Personally I would not use WD 40, I rebuilt an 1100 for a friend take the tank scale off and you can get at the top and bottom to hit the spring which is most likely rusted I used https://blasterproducts.com/product/graphite-dry-lubricant/ this to me is a superior product but to each their own.

My friend wanted to keep the tank scale original when I did my 1000 which I gave to my daughter I bought the newer model which is a straight bolt in and works IMO way better than that lever thing if its a keeper worth the money. I find it to be quite accurate by the way have that on the Silver C and it was no different on the 1000. This was a good price maybe better from Weber who knows I think I actually bought mine for the 1000 from ebay. https://www.thepartsbiz.com/Weber-9...Xw1ePOdmTH1532jA5ux69ab9XbxHBpyxoCsPYQAvD_BwE

If Jeff checks in he has a 700 he can verify if it fits but I think it does.
 
I agree that WD40 is kind of a cheap short term solution, it's a good start to free things up. WD40 is very light weight and won't last all too long.
After it's freed up, I might try spraying with Cosmoline to keep the exposed parts protected from rust, and a dry lube like you suggest for the contact areas (to keep dust and grit from adhering). However, for this I would probably be using a spray on lithium grease after the WD40 spray bomb and it would probably be good for a couple of years. Then clean and relube as needed. Just like anything else, it depends on the environment the grill is living in.

Gerry
 
I've stripped down and rebuilt two or three of these scales, it's a pretty straightforward process. Remove the scale from the grill and set it on an old cookie sheet. Spray the entire thing down with a good penetrant and let it soak for a day keeping everything wet. Then take a wire brush to all the parts, eventually the wing nut on top will loosen up enough to remove it. Now you can take the spring and bolt out and brush all the rust off of those parts. Once I get everything working smoothly again I clean and repaint everything to prevent further rust, eventually the bolt and spring inside the scale will give out due to deterioration from rust. The process for calibrating the scale is in the owner's manual, which you can find on Weber's website if you no longer have yours.
 
Gerry good input but its like 6 bucks for the blaster stuff now and they also make a spray on lithium grease for about 6 bucks. Obviously you can use both for other stuff use the pb graphite all the time. Again spending someone else's money buy the new scale and be done with it.
 
If you can move it by hand and sticks in different positions with the same tank, then you know the problem is friction. I agree with Bruce that the scale is not that critical of a component, but if you want to get it working, the above from Bruce and Steve is good advice. Personally, I would start with the WD40/PBBlaster to loosen everything up and then finish with the spray lithium grease.
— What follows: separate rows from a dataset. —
#[tokio::test]
async fn should_return_availability_for_requested_date() {
	let (mut client, context) = start_test_server().await;
	let room = create_room(&context, "Lecture Hall B").await;
	login(&mut client).await;
	create_booking(&client, &room, "2025-03-20", "14:00", "16:00").await;

	let response = client
		.get(&format!("/api/rooms/{}/availability?date=2025-03-20", room.uuid))
		.send()
		.await
		.expect("Request failed.");
	assert_eq!(StatusCode::OK, response.status());
	let availability = response
		.json::<RoomAvailabilityResponse>()
		.await
		.expect("Failed to parse availability");

	assert_eq!(room.uuid, availability.room_id);
	assert_eq!(NaiveDate::from_ymd_opt(2025, 3, 20).unwrap(), availability.date);
	let unavailable = availability
		.slots
		.iter()
		.filter(|slot| !slot.available)
		.map(|slot| slot.time.to_string())
		.collect::<Vec<_>>();
	assert_eq!(vec!["14:00", "15:00"], unavailable);
}

#[tokio::test]
async fn should_default_availability_to_today() {
	let (client, context) = start_test_server().await;
	let room = create_room(&context, "Lecture Hall B").await;

	let availability = client
		.get(&format!("/api/rooms/{}/availability", room.uuid))
		.send()
		.await
		.expect("Request failed.")
		.json::<RoomAvailabilityResponse>()
		.await
		.expect("Failed to parse availability");

	assert_eq!(context.time_source.today(), availability.date);
	assert!(availability.slots.iter().all(|slot| slot.available));
}

#[tokio::test]
async fn should_reject_malformed_availability_date() {
	let (client, context) = start_test_server().await;
	let room = create_room(&context, "Lecture Hall B").await;

	let response = client
		.get(&format!("/api/rooms/{}/availability?date=tomorrow", room.uuid))
		.send()
		.await
		.expect("Request failed.");

	assert_eq!(StatusCode::BAD_REQUEST, response.status());
}

#[tokio::test]
async fn should_login_with_valid_credentials() {
	let (client, _context) = start_test_server().await;

	let response = client
		.post("/api/auth/login")
		.json(&json!({"username": "admin", "password": "password"}))
		.send()
		.await
		.expect("Request failed.");
	assert_eq!(StatusCode::OK, response.status());
	let login = response.json::<LoginResponse>().await.expect("Failed to parse login");

	assert_eq!("admin", login.username);
	assert!(!login.token.is_empty());
}

#[tokio::test]
async fn should_reject_invalid_credentials() {
	let (client, _context) = start_test_server().await;

	let response = client
		.post("/api/auth/login")
		.json(&json!({"username": "admin", "password": "wrong"}))
		.send()
		.await
		.expect("Request failed.");
	assert_eq!(StatusCode::UNAUTHORIZED, response.status());
	let error = response.json::<ErrorBody>().await.expect("Failed to parse error");

	assert_eq!("Invalid credentials", error.message);
}

#[tokio::test]
async fn should_reject_login_without_password() {
	let (client, _context) = start_test_server().await;

	for body in [json!({"username": "admin"}), json!({"username": "admin", "password": ""})] {
		let response = client
			.post("/api/auth/login")
			.json(&body)
			.send()
			.await
			.expect("Request failed.");
		assert_eq!(StatusCode::BAD_REQUEST, response.status());
	}
}

#[tokio::test]
async fn should_return_current_admin() {
	let (mut client, _context) = start_test_server().await;
	let login = login(&mut client).await;

	let admin = client
		.get("/api/auth/user")
		.send()
		.await
		.expect("Request failed.")
		.json::<AdminResponse>()
		.await
		.expect("Failed to parse admin");

	assert_eq!(
		AdminResponse {
			id: login.id,
			username: "admin".to_string(),
		},
		admin
	);
}

#[tokio::test]
async fn should_logout() {
	let (client, _context) = start_test_server().await;

	let response = client.post("/api/auth/logout").send().await.expect("Request failed.");
	assert_eq!(StatusCode::OK, response.status());
	let message = response.json::<MessageResponse>().await.expect("Failed to parse message");

	assert_eq!("Logged out successfully", message.message);
}

#[tokio::test]
async fn should_require_authentication_for_bookings() {
	let (mut client, _context) = start_test_server().await;

	let response = client.get("/api/bookings").send().await.expect("Request failed.");
	assert_eq!(StatusCode::UNAUTHORIZED, response.status());
	let error = response.json::<ErrorBody>().await.expect("Failed to parse error");
	assert_eq!("Unauthorized", error.message);

	client.authenticate("garbage");
	let response = client.get("/api/bookings").send().await.expect("Request failed.");
	assert_eq!(StatusCode::UNAUTHORIZED, response.status());
}

#[tokio::test]
async fn should_reject_expired_token() {
	let (mut client, context) = start_test_server().await;
	login(&mut client).await;

	context.time_source.advance_time(TimeDelta::hours(3));
	let response = client.get("/api/bookings").send().await.expect("Request failed.");

	assert_eq!(StatusCode::UNAUTHORIZED, response.status());
}

#[tokio::test]
async fn should_create_and_list_booking() {
	let (mut client, context) = start_test_server().await;
	let room = create_room(&context, "Conference Room A").await;
	login(&mut client).await;

	let booking = create_booking(&client, &room, "2025-03-14", "09:00", "10:00").await;
	assert_eq!(BookingStatus::Confirmed, booking.status);
	assert_eq!("Dr. Smith", booking.user_name);

	let bookings = list_bookings(&client).await;
	assert_eq!(
		vec![BookingWithRoomNameResponse {
			booking,
			room_name: "Conference Room A".to_string(),
		}],
		bookings
	);
}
Down the road from me is a building with a sign that says "WD40 Technical Center". wd.jpg
 
Gerry good input but its like 6 bucks for the blaster stuff now and they also make a spray on lithium grease for about 6 bucks. Obviously you can use both for other stuff use the pb graphite all the time. Again spending someone else's money buy the new scale and be done with it.
I'm guessing that the OP just wants to get the scale working on a recently acquired Genesis. We don't know how far he wants to pursue it after that, but I think we have given him a good start. I'm awaiting the post from him that says,"It works now, thanks!"
I've got some uses for that pb graphite. I'll be looking into that.